I want to use both labeled and unlabeled data to estimate the mixing proportion. How can I correct if weighted sampling was used to sample datapoints for labeling? If e.g. the probability of picking a datapoint for sampling is given by:
exp(y_i)/ \sum_i{exp(y_i)}
I get to decide how the sampling weights are generated, so we know them exactly. N_labeled >> N_unlabeled, so I’m hoping to just ignore the complication that sampling is done without replacement.
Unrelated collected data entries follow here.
// Copyright (c) 2025 Dimitris Kafetzis
//
// Licensed under the MIT License.
// See LICENSE file in the project root for full license information.
//
// SPDX-License-Identifier: MIT

//! Fully-connected (dense) layer.

use super::{expect_output_shape, invalid, Activation};
use crate::{Shape, TensorError, TensorView, TensorViewMut};

const OP: &str = "fully_connected";

/// Infers the output shape of a fully-connected layer.
///
/// `weights` is `[units, in_features]`. The input is flattened to
/// `[batch, in_features]`, where `batch = input.num_elements() / in_features`
/// must divide evenly. The output is `[batch, units]`.
pub fn fully_connected_output_shape(input: &Shape, weights: &Shape) -> Result<Shape, TensorError> {
    if weights.rank() != 2 {
        return Err(invalid(OP, format!("weights must be rank-2, got {weights}")));
    }
    let (units, in_features) = (weights.dims()[0], weights.dims()[1]);
    let total = input.num_elements();
    if in_features == 0 || total == 0 || total % in_features != 0 {
        return Err(TensorError::ShapeMismatch {
            op: OP,
            lhs: input.clone(),
            rhs: weights.clone(),
        });
    }
    Ok(Shape::matrix(total / in_features, units))
}

/// Computes `output = activation(input @ weights^T + bias)`.
///
/// Each output unit is a dot product over a contiguous weight row, which
/// keeps both operands sequential in memory.
///
/// # Errors
/// Returns [`TensorError::ShapeMismatch`] if the geometry does not line up,
/// and [`TensorError::UnsupportedDType`] for non-`F32` operands.
pub fn fully_connected(
    input: &TensorView<'_>,
    weights: &TensorView<'_>,
    bias: Option<&TensorView<'_>>,
    activation: Activation,
    output: &mut TensorViewMut<'_>,
) -> Result<(), TensorError> {
    let expected = fully_connected_output_shape(input.shape(), weights.shape())?;
    expect_output_shape(OP, expected.clone(), output.shape())?;

    let (batch, units) = (expected.dims()[0], expected.dims()[1]);
    let k = weights.shape().dims()[1];

    let x = input.f32_data(OP)?;
    let w = weights.f32_data(OP)?;
    let b = match bias {
        Some(view) => {
            let data = view.f32_data(OP)?;
            if data.len() != units {
                return Err(TensorError::ShapeMismatch {
                    op: "fully_connected (bias)",
                    lhs: Shape::vector(units),
                    rhs: view.shape().clone(),
                });
            }
            Some(data)
        }
        None => None,
    };
    let y = output.f32_data_mut(OP)?;

    for i in 0..batch {
        let row = &x[i * k..(i + 1) * k];
        let out_row = &mut y[i * units..(i + 1) * units];
        for (u, out) in out_row.iter_mut().enumerate() {
            let w_row = &w[u * k..(u + 1) * k];
            let dot: f32 = row.iter().zip(w_row).map(|(a, b)| a * b).sum();
            *out = activation.apply(dot + b.map_or(0.0, |b| b[u]));
        }
    }

    Ok(())
}
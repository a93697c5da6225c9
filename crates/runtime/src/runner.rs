// Copyright (c) 2025 Dimitris Kafetzis
//
// Licensed under the MIT License.
// See LICENSE file in the project root for full license information.
//
// SPDX-License-Identifier: MIT

//! Single-shot benchmark orchestration.
//!
//! One call to [`BenchmarkRunner::run`] walks the pipeline below. Any
//! failure ends in `Failed(kind)`; the arena is released on every path
//! and the watchdog is re-enabled on every path that disabled it.
//!
//! ```text
//! Init -> ModelValidated -> ArenaAcquired -> SessionBuilt -> TensorsAllocated
//!      -> InputBound -> WatchdogDisabled -> Invoked -> WatchdogRestored
//!      -> ArenaReleased -> Reported -> Done
//! ```

use crate::report::{BenchmarkReport, InferenceResult};
use crate::{
    bind_input_f32, reduce_scores, task, BenchmarkConfig, ErrorKind, InferenceSession, RuntimeError,
};
use memory_manager::{MemoryPool, ScratchArena};
use model_ir::{ModelDescriptor, OperatorRegistry};
use std::time::Instant;
use task_watchdog::{Watchdog, WatchdogGuard};

/// Pipeline stage reached by a run.
#[derive(Debug, Clone, Copy, PartialEq, Eq, serde::Serialize)]
#[serde(rename_all = "snake_case")]
pub enum RunnerState {
    Init,
    ModelValidated,
    ArenaAcquired,
    SessionBuilt,
    TensorsAllocated,
    InputBound,
    WatchdogDisabled,
    Invoked,
    WatchdogRestored,
    ArenaReleased,
    Reported,
    Done,
    Failed(ErrorKind),
}

impl RunnerState {
    pub fn is_terminal(&self) -> bool {
        matches!(self, Self::Done | Self::Failed(_))
    }
}

#[derive(Debug, Default)]
struct StateLog(Vec<RunnerState>);

impl StateLog {
    fn enter(&mut self, state: RunnerState) {
        tracing::debug!(?state, "benchmark stage");
        self.0.push(state);
    }
}

/// Runs the benchmark pipeline against an injected watchdog.
pub struct BenchmarkRunner<'w, W: Watchdog + ?Sized> {
    config: BenchmarkConfig,
    watchdog: &'w mut W,
    log: StateLog,
}

impl<'w, W: Watchdog + ?Sized> BenchmarkRunner<'w, W> {
    pub fn new(config: BenchmarkConfig, watchdog: &'w mut W) -> Self {
        Self {
            config,
            watchdog,
            log: StateLog(vec![RunnerState::Init]),
        }
    }

    pub fn config(&self) -> &BenchmarkConfig {
        &self.config
    }

    /// Every stage entered so far, starting with `Init`.
    pub fn history(&self) -> &[RunnerState] {
        &self.log.0
    }

    /// The most recent stage.
    pub fn state(&self) -> RunnerState {
        self.log.0.last().copied().unwrap_or(RunnerState::Init)
    }

    /// Runs one benchmark over `blob` with `sample` as the input window.
    ///
    /// The arena comes from `pool` and is back in it when this returns.
    pub fn run<const N: usize>(
        &mut self,
        blob: &[u8],
        pool: &MemoryPool,
        registry: &OperatorRegistry<N>,
        sample: &[f32],
    ) -> Result<BenchmarkReport, RuntimeError> {
        if self.state() != RunnerState::Init {
            self.log = StateLog(vec![RunnerState::Init]);
        }

        match self.execute(blob, pool, registry, sample) {
            Ok(report) => {
                self.log.enter(RunnerState::Reported);
                self.log.enter(RunnerState::Done);
                Ok(report)
            }
            Err(e) => {
                tracing::error!(kind = %e.kind(), "benchmark failed: {e}");
                self.log.enter(RunnerState::Failed(e.kind()));
                Err(e)
            }
        }
    }

    fn execute<const N: usize>(
        &mut self,
        blob: &[u8],
        pool: &MemoryPool,
        registry: &OperatorRegistry<N>,
        sample: &[f32],
    ) -> Result<BenchmarkReport, RuntimeError> {
        self.config.validate()?;
        let arena_size = self.config.parse_arena_size()?;
        let planner = self.config.create_planner()?;
        let class_count = self.config.class_count;
        let iterations = self.config.iterations.max(1);

        let model = ModelDescriptor::load(blob)?;
        self.log.enter(RunnerState::ModelValidated);

        let mut arena = ScratchArena::acquire(pool, arena_size)?;
        self.log.enter(RunnerState::ArenaAcquired);
        tracing::info!("{arena:?}");

        let mut session = InferenceSession::build(&model, registry, &mut arena, planner)?;
        self.log.enter(RunnerState::SessionBuilt);

        session.allocate_tensors()?;
        self.log.enter(RunnerState::TensorsAllocated);

        let outputs = session.output(0)?.shape().num_elements();
        if outputs < class_count {
            return Err(RuntimeError::OutputMismatch {
                expected: class_count,
                actual: outputs,
            });
        }

        bind_input_f32(&mut session.input(0)?, sample)?;
        self.log.enter(RunnerState::InputBound);

        let guard = WatchdogGuard::disable(&mut *self.watchdog, self.config.watchdog)?;
        self.log.enter(RunnerState::WatchdogDisabled);

        let mut durations = Vec::with_capacity(iterations);
        for _ in 0..iterations {
            let start = Instant::now();
            let outcome = session.invoke();
            let elapsed = elapsed_micros(start);
            if let Err(e) = outcome {
                if let Err(restore) = guard.restore() {
                    tracing::error!(error = %restore, "watchdog restore failed after invoke error");
                } else {
                    self.log.enter(RunnerState::WatchdogRestored);
                }
                drop(session);
                arena.release();
                self.log.enter(RunnerState::ArenaReleased);
                return Err(e);
            }
            durations.push(elapsed);
        }
        self.log.enter(RunnerState::Invoked);

        guard.restore()?;
        self.log.enter(RunnerState::WatchdogRestored);

        let scores = session.output(0)?.f32_data("output")?[..class_count].to_vec();
        let arena_used_bytes = session.arena_used_bytes().unwrap_or(0);
        let arena_size_bytes = arena_size.as_bytes();
        drop(session);
        arena.release();
        self.log.enter(RunnerState::ArenaReleased);

        let prediction = reduce_scores(&scores, class_count).ok_or(RuntimeError::NoPrediction)?;
        let elapsed_us = durations.first().copied().unwrap_or(0);
        tracing::info!(
            class = prediction.class,
            confidence = prediction.confidence,
            elapsed_us,
            "inference complete"
        );

        Ok(BenchmarkReport {
            platform: self.config.platform.clone(),
            core: task::current_core().unwrap_or(self.config.task.core),
            arena_size_bytes,
            result: InferenceResult {
                predicted_class: prediction.class,
                confidence: prediction.confidence,
                elapsed_us,
                arena_used_bytes,
                pass_durations_us: durations,
            },
        })
    }
}

/// Microseconds since `start`, saturating at `u64::MAX`.
fn elapsed_micros(start: Instant) -> u64 {
    u64::try_from(start.elapsed().as_micros()).unwrap_or(u64::MAX)
}

impl<W: Watchdog + ?Sized> std::fmt::Debug for BenchmarkRunner<'_, W> {
    fn fmt(&self, f: &mut std::fmt::Formatter<'_>) -> std::fmt::Result {
        f.debug_struct("BenchmarkRunner")
            .field("platform", &self.config.platform)
            .field("state", &self.state())
            .field("watchdog_enabled", &self.watchdog.is_enabled())
            .finish()
    }
}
I’ve tried weighting the log likelihood as below. This kind of re-weighting worked on estimating the parameters of a single gaussian from which a biased sample was taken, but doesn’t seem to work for my gaussian mixture.
data {
int<lower=0> N_unlabeled;
int<lower=0> N_labeled;
vector[N_unlabeled] y_unlabeled;
vector[N_labeled] y_labeled;
array[N_labeled] int<lower=0, upper=1> labels;
vector[N_labeled] sampling_weight; // p(sampling)
}
transformed data {
real<lower=0> weights_mult; // used for re-weighting
weights_mult = N_labeled / sum(sampling_weight);
}
parameters {
ordered[2] mu;
vector<lower=0>[2] sigma;
real<lower=0, upper=1> theta;
}
model {
for (i in 1:2) {
mu[i] ~ normal(0, 3);
}
sigma ~ cauchy(0, 5);
for (n_unlab in 1:N_unlabeled) {
target += log_mix(theta,
normal_lpdf(y_unlabeled[n_unlab] | mu[2], sigma[2]),
normal_lpdf(y_unlabeled[n_unlab] | mu[1], sigma[1]));
}
for (n_lab in 1:N_labeled) {
if (labels[n_lab] == 0) {
target += (log1m(theta) + normal_lpdf(y_labeled[n_lab] | mu[1], sigma[1])) / (sampling_weight[n_lab]*weights_mult);
} else {
target += (log(theta) + normal_lpdf(y_labeled[n_lab] | mu[2], sigma[2])) / (sampling_weight[n_lab]*weights_mult);
}
}
}